[Extracted records]
____________

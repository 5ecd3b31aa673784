//! HTTP request handlers.

use super::AppState;
use crate::db::{DbError, NewWatch, Watch};
use crate::watches::{self, WatchError};

use askama::Template;
use axum::{
    extract::{Path, State},
    http::{header, StatusCode},
    response::{Html, IntoResponse, Redirect, Response},
    Form, Json,
};
use rust_embed::RustEmbed;
use serde::Deserialize;

#[derive(RustEmbed)]
#[folder = "static/"]
struct Assets;

fn error_response(e: WatchError) -> Response {
    match e {
        WatchError::Invalid(msg) => (StatusCode::BAD_REQUEST, msg).into_response(),
        WatchError::Store(DbError::NotFound) => {
            (StatusCode::NOT_FOUND, "Watch not found").into_response()
        }
        WatchError::Store(e) => {
            tracing::error!("Store error: {}", e);
            (StatusCode::INTERNAL_SERVER_ERROR, e.to_string()).into_response()
        }
    }
}

async fn create(state: &AppState, new: NewWatch) -> Result<Watch, WatchError> {
    watches::create_watch(
        state.store.as_ref(),
        state.resolver.as_ref(),
        new,
        state.config.default_check_interval,
        state.config.request_timeout(),
        state.clock.now(),
    )
    .await
}

// ============================================================================
// Dashboard
// ============================================================================

struct WatchRow {
    id: i64,
    target_ref: String,
    resolved_id: String,
    check_interval: u32,
    tracked_dates: usize,
    last_checked: String,
    created_at: String,
}

impl From<&Watch> for WatchRow {
    fn from(w: &Watch) -> Self {
        Self {
            id: w.id,
            target_ref: w.target_ref.clone(),
            resolved_id: w.resolved_id.clone().unwrap_or_else(|| "pending".to_string()),
            check_interval: w.check_interval_seconds,
            tracked_dates: w.last_state.as_ref().map(|s| s.len()).unwrap_or(0),
            last_checked: w
                .last_checked_at
                .map(|t| t.format("%Y-%m-%d %H:%M:%S UTC").to_string())
                .unwrap_or_else(|| "never".to_string()),
            created_at: w.created_at.format("%Y-%m-%d %H:%M").to_string(),
        }
    }
}

#[derive(Template)]
#[template(path = "index.html")]
struct IndexTemplate {
    watches: Vec<WatchRow>,
    default_interval: u32,
}

pub async fn handle_dashboard(State(state): State<AppState>) -> Response {
    let watches = match watches::list_watches(state.store.as_ref()) {
        Ok(w) => w,
        Err(e) => return error_response(e),
    };

    let page = IndexTemplate {
        watches: watches.iter().map(WatchRow::from).collect(),
        default_interval: state.config.default_check_interval,
    };

    match page.render() {
        Ok(html) => Html(html).into_response(),
        Err(e) => (StatusCode::INTERNAL_SERVER_ERROR, e.to_string()).into_response(),
    }
}

#[derive(Debug, Deserialize)]
pub struct AddWatchForm {
    pub target_ref: String,
    pub notify_endpoint: String,
    #[serde(default)]
    pub check_interval: Option<String>,
}

pub async fn handle_add_form(
    State(state): State<AppState>,
    Form(form): Form<AddWatchForm>,
) -> Response {
    let check_interval_seconds = match form.check_interval.as_deref().map(str::trim) {
        None | Some("") => None,
        Some(raw) => match raw.parse() {
            Ok(v) => Some(v),
            Err(_) => {
                return (StatusCode::BAD_REQUEST, "Invalid check interval").into_response();
            }
        },
    };

    let new = NewWatch {
        target_ref: form.target_ref,
        notify_endpoint: form.notify_endpoint,
        check_interval_seconds,
    };

    match create(&state, new).await {
        Ok(_) => Redirect::to("/").into_response(),
        Err(e) => error_response(e),
    }
}

pub async fn handle_delete_form(State(state): State<AppState>, Path(id): Path<i64>) -> Response {
    match watches::delete_watch(state.store.as_ref(), id) {
        Ok(_) => Redirect::to("/").into_response(),
        Err(e) => error_response(e),
    }
}

// ============================================================================
// API: Watches
// ============================================================================

pub async fn handle_get_watches(State(state): State<AppState>) -> Response {
    match watches::list_watches(state.store.as_ref()) {
        Ok(list) => Json(list).into_response(),
        Err(e) => error_response(e),
    }
}

pub async fn handle_create_watch(
    State(state): State<AppState>,
    Json(req): Json<NewWatch>,
) -> Response {
    match create(&state, req).await {
        Ok(watch) => (StatusCode::CREATED, Json(watch)).into_response(),
        Err(e) => error_response(e),
    }
}

pub async fn handle_delete_watch(State(state): State<AppState>, Path(id): Path<i64>) -> Response {
    match watches::delete_watch(state.store.as_ref(), id) {
        Ok(_) => StatusCode::NO_CONTENT.into_response(),
        Err(e) => error_response(e),
    }
}

pub async fn handle_get_history(State(state): State<AppState>, Path(id): Path<i64>) -> Response {
    match watches::watch_history(state.store.as_ref(), id) {
        Ok(history) => Json(history).into_response(),
        Err(e) => error_response(e),
    }
}

// ============================================================================
// Static Assets
// ============================================================================

pub async fn handle_static(Path(path): Path<String>) -> Response {
    match Assets::get(&path) {
        Some(file) => {
            let mime = mime_guess::from_path(&path).first_or_octet_stream();
            ([(header::CONTENT_TYPE, mime.as_ref().to_string())], file.data).into_response()
        }
        None => StatusCode::NOT_FOUND.into_response(),
    }
}

pub async fn handle_favicon() -> Response {
    handle_static(Path("favicon.svg".to_string())).await
}

#[cfg(test)]
mod tests {
    use crate::calendar::{Availability, Snapshot};
    use crate::config::ServerConfig;
    use crate::db::{CycleCommit, WatchStore};
    use crate::scheduler::SystemClock;
    use crate::testutil::*;
    use crate::web::Server;

    use axum::{
        body::{to_bytes, Body},
        http::{header, Request, StatusCode},
        Router,
    };
    use chrono::{NaiveDate, Utc};
    use std::sync::Arc;
    use tempfile::NamedTempFile;
    use tower::ServiceExt;

    fn app() -> (NamedTempFile, Arc<crate::db::Store>, Router) {
        let (tmp, store) = temp_store();
        let store = Arc::new(store);
        let resolver = Arc::new(FakeResolver::default().with("https://a", "42"));
        let server = Server::new(
            ServerConfig::default(),
            store.clone(),
            resolver,
            Arc::new(SystemClock),
        );
        (tmp, store, server.routes())
    }

    async fn body_string(resp: axum::response::Response) -> String {
        let bytes = to_bytes(resp.into_body(), usize::MAX).await.unwrap();
        String::from_utf8(bytes.to_vec()).unwrap()
    }

    fn json_request(method: &str, uri: &str, body: serde_json::Value) -> Request<Body> {
        Request::builder()
            .method(method)
            .uri(uri)
            .header(header::CONTENT_TYPE, "application/json")
            .body(Body::from(body.to_string()))
            .unwrap()
    }

    #[tokio::test]
    async fn test_api_create_list_delete() {
        let (_tmp, _store, router) = app();

        let resp = router
            .clone()
            .oneshot(json_request(
                "POST",
                "/api/watches",
                serde_json::json!({
                    "target_ref": "https://a",
                    "notify_endpoint": "https://hook",
                }),
            ))
            .await
            .unwrap();
        assert_eq!(resp.status(), StatusCode::CREATED);
        let created: serde_json::Value = serde_json::from_str(&body_string(resp).await).unwrap();
        assert_eq!(created["resolved_id"], "42");
        assert_eq!(created["check_interval_seconds"], 300);
        let id = created["id"].as_i64().unwrap();

        let resp = router
            .clone()
            .oneshot(Request::get("/api/watches").body(Body::empty()).unwrap())
            .await
            .unwrap();
        let list: serde_json::Value = serde_json::from_str(&body_string(resp).await).unwrap();
        assert_eq!(list.as_array().unwrap().len(), 1);

        let uri = format!("/api/watches/{}", id);
        let resp = router
            .clone()
            .oneshot(Request::delete(uri.as_str()).body(Body::empty()).unwrap())
            .await
            .unwrap();
        assert_eq!(resp.status(), StatusCode::NO_CONTENT);

        let resp = router
            .oneshot(Request::delete(uri.as_str()).body(Body::empty()).unwrap())
            .await
            .unwrap();
        assert_eq!(resp.status(), StatusCode::NOT_FOUND);
    }

    #[tokio::test]
    async fn test_api_rejects_invalid_watch() {
        let (_tmp, _store, router) = app();

        let resp = router
            .oneshot(json_request(
                "POST",
                "/api/watches",
                serde_json::json!({ "target_ref": "", "notify_endpoint": "https://hook" }),
            ))
            .await
            .unwrap();
        assert_eq!(resp.status(), StatusCode::BAD_REQUEST);
    }

    #[tokio::test]
    async fn test_history_endpoint() {
        let (_tmp, store, router) = app();
        let w = store
            .add_watch(&new_watch("https://a"), 300, Utc::now(), Some("42"))
            .unwrap();
        let snap: Snapshot = [(NaiveDate::from_ymd_opt(2024, 1, 6).unwrap(), Availability::FewLeft)]
            .into_iter()
            .collect();
        let lines = vec!["🆕 2024-01-06: ⚠️".to_string()];
        store
            .commit_cycle(&CycleCommit {
                watch_id: w.id,
                checked_at: Utc::now(),
                new_state: Some(&snap),
                changes: Some(lines.as_slice()),
            })
            .unwrap();

        let resp = router
            .clone()
            .oneshot(
                Request::get(format!("/api/watches/{}/history", w.id).as_str())
                    .body(Body::empty())
                    .unwrap(),
            )
            .await
            .unwrap();
        assert_eq!(resp.status(), StatusCode::OK);
        let history: serde_json::Value = serde_json::from_str(&body_string(resp).await).unwrap();
        assert_eq!(history[0]["details"][0], "🆕 2024-01-06: ⚠️");

        let resp = router
            .oneshot(Request::get("/api/watches/999/history").body(Body::empty()).unwrap())
            .await
            .unwrap();
        assert_eq!(resp.status(), StatusCode::NOT_FOUND);
    }

    #[tokio::test]
    async fn test_form_add_and_dashboard() {
        let (_tmp, store, router) = app();

        let resp = router
            .clone()
            .oneshot(
                Request::post("/add")
                    .header(header::CONTENT_TYPE, "application/x-www-form-urlencoded")
                    .body(Body::from(
                        "target_ref=https%3A%2F%2Fa&notify_endpoint=https%3A%2F%2Fhook&check_interval=",
                    ))
                    .unwrap(),
            )
            .await
            .unwrap();
        assert!(resp.status().is_redirection());
        assert_eq!(store.get_watches().unwrap().len(), 1);

        let resp = router
            .oneshot(Request::get("/").body(Body::empty()).unwrap())
            .await
            .unwrap();
        assert_eq!(resp.status(), StatusCode::OK);
        let html = body_string(resp).await;
        assert!(html.contains("https:"));
        assert!(html.contains("42"));
    }

    #[tokio::test]
    async fn test_form_rejects_bad_interval() {
        let (_tmp, store, router) = app();

        let resp = router
            .oneshot(
                Request::post("/add")
                    .header(header::CONTENT_TYPE, "application/x-www-form-urlencoded")
                    .body(Body::from(
                        "target_ref=https%3A%2F%2Fa&notify_endpoint=https%3A%2F%2Fhook&check_interval=soon",
                    ))
                    .unwrap(),
            )
            .await
            .unwrap();
        assert_eq!(resp.status(), StatusCode::BAD_REQUEST);
        assert!(store.get_watches().unwrap().is_empty());
    }

    #[tokio::test]
    async fn test_static_assets() {
        let (_tmp, _store, router) = app();

        let resp = router
            .clone()
            .oneshot(Request::get("/static/style.css").body(Body::empty()).unwrap())
            .await
            .unwrap();
        assert_eq!(resp.status(), StatusCode::OK);
        assert_eq!(resp.headers()[header::CONTENT_TYPE], "text/css");

        let resp = router
            .oneshot(Request::get("/static/missing.js").body(Body::empty()).unwrap())
            .await
            .unwrap();
        assert_eq!(resp.status(), StatusCode::NOT_FOUND);
    }
}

____________

WHAT YOU HAVE TO DO:
Work out how many lines of the entries contain the word "None", and answer with that number alone.

RESPONSE TO THIS EXERCISE:
2